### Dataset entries
+++
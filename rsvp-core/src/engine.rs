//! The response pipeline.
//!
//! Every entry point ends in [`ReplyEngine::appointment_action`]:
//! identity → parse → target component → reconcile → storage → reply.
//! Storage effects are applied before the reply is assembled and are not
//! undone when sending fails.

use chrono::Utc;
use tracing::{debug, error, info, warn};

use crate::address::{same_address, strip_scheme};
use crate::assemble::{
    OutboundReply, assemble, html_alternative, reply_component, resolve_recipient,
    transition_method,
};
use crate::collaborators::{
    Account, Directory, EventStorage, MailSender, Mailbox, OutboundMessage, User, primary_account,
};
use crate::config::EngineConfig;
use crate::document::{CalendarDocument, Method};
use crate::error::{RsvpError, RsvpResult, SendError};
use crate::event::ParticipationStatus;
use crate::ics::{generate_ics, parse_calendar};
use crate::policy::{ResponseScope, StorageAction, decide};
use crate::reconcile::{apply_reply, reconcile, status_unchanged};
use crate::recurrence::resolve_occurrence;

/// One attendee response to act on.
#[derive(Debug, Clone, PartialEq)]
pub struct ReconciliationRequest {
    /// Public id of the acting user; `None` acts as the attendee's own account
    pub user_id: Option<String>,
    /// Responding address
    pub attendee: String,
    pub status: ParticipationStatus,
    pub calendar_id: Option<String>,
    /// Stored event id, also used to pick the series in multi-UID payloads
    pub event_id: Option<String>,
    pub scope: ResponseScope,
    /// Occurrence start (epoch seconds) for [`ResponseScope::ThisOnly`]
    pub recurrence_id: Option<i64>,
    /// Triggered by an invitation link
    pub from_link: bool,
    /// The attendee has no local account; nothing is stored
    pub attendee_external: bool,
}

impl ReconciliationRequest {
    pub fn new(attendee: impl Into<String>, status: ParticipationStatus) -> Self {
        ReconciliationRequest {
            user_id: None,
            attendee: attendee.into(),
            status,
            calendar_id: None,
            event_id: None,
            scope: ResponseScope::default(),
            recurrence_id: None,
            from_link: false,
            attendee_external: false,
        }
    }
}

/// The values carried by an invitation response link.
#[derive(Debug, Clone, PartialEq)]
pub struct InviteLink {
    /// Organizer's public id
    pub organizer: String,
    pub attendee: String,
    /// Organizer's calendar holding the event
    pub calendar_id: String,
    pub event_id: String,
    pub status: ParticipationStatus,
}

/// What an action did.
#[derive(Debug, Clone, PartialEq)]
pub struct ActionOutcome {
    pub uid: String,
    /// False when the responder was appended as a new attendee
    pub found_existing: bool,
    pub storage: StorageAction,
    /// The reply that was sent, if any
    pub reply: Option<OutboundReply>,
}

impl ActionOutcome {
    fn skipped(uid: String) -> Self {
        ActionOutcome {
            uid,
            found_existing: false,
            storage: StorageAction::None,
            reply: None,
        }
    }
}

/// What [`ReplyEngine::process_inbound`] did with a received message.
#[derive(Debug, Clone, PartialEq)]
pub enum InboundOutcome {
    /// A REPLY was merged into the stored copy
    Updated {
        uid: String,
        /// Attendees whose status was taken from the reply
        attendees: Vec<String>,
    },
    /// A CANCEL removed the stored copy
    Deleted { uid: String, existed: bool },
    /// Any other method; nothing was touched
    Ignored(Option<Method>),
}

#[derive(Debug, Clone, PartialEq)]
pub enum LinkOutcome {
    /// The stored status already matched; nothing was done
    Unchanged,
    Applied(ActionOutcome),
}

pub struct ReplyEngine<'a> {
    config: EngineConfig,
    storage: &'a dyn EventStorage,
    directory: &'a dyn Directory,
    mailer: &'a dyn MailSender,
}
+++
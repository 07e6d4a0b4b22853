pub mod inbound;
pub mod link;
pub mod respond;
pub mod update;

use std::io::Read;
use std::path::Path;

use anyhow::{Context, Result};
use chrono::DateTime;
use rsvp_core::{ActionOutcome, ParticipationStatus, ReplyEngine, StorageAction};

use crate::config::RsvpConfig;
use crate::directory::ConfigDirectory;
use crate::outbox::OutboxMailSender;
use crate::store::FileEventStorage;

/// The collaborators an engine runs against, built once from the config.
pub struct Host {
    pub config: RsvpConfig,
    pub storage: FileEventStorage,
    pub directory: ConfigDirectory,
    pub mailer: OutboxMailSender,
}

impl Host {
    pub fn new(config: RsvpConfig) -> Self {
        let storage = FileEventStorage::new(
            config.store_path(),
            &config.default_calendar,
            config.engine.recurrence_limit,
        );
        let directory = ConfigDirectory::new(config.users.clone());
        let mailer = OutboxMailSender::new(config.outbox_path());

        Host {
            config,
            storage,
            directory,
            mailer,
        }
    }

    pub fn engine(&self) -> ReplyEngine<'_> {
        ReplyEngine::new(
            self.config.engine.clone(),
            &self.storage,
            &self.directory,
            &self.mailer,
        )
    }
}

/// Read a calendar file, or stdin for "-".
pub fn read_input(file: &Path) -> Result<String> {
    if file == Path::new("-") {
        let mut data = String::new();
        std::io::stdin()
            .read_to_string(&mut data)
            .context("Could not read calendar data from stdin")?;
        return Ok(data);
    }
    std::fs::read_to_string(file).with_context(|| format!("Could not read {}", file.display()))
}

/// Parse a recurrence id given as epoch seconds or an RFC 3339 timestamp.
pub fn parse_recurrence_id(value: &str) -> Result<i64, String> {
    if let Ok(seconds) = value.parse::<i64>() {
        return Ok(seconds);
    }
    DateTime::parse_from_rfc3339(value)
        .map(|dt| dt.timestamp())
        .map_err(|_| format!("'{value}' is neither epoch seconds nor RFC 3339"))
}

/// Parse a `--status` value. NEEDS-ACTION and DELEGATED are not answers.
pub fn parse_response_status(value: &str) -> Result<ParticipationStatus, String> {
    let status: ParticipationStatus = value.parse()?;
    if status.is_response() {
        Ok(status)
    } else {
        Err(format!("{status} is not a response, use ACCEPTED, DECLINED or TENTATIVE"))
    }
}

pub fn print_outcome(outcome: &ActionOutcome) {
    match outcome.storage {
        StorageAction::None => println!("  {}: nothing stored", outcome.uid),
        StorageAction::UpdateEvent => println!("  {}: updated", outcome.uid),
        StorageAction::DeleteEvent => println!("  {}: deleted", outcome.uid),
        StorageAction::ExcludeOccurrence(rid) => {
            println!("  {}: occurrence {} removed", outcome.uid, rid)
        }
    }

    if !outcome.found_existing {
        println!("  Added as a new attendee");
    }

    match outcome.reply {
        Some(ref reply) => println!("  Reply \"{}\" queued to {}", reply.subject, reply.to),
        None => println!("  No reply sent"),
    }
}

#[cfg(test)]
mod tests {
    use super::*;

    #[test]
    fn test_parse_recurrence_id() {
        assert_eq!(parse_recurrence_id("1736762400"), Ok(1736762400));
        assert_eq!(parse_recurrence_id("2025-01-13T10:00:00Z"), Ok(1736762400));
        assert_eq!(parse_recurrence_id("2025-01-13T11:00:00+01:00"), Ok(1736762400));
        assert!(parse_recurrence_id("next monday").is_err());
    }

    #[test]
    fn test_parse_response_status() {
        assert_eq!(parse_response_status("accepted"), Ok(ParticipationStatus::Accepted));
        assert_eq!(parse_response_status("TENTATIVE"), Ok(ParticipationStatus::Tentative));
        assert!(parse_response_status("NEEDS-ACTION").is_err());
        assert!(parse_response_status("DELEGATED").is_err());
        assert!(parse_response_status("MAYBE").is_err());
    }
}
+++
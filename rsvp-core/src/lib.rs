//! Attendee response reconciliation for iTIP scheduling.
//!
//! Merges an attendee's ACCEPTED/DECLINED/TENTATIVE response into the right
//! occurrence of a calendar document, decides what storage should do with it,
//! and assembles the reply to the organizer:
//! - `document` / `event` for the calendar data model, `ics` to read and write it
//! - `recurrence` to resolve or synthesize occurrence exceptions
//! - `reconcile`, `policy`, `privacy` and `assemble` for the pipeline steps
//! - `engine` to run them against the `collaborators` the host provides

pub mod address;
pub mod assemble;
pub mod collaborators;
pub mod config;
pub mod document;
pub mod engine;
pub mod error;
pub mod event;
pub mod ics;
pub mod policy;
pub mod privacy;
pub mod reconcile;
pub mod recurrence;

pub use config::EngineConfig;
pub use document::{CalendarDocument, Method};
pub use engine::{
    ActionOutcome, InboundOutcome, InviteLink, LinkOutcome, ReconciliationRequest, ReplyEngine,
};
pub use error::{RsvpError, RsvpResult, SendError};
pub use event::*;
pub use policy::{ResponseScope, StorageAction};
+++
### Task goal
Check every line of the records, and copy the ones that hold the word "ParticipationStatus".

### Written response
use crate::event::ParticipationStatus;
    pub status: ParticipationStatus,
    pub fn new(attendee: impl Into<String>, status: ParticipationStatus) -> Self {
    pub status: ParticipationStatus,
use rsvp_core::{ActionOutcome, ParticipationStatus, ReplyEngine, StorageAction};
pub fn parse_response_status(value: &str) -> Result<ParticipationStatus, String> {
    let status: ParticipationStatus = value.parse()?;
        assert_eq!(parse_response_status("accepted"), Ok(ParticipationStatus::Accepted));
        assert_eq!(parse_response_status("TENTATIVE"), Ok(ParticipationStatus::Tentative));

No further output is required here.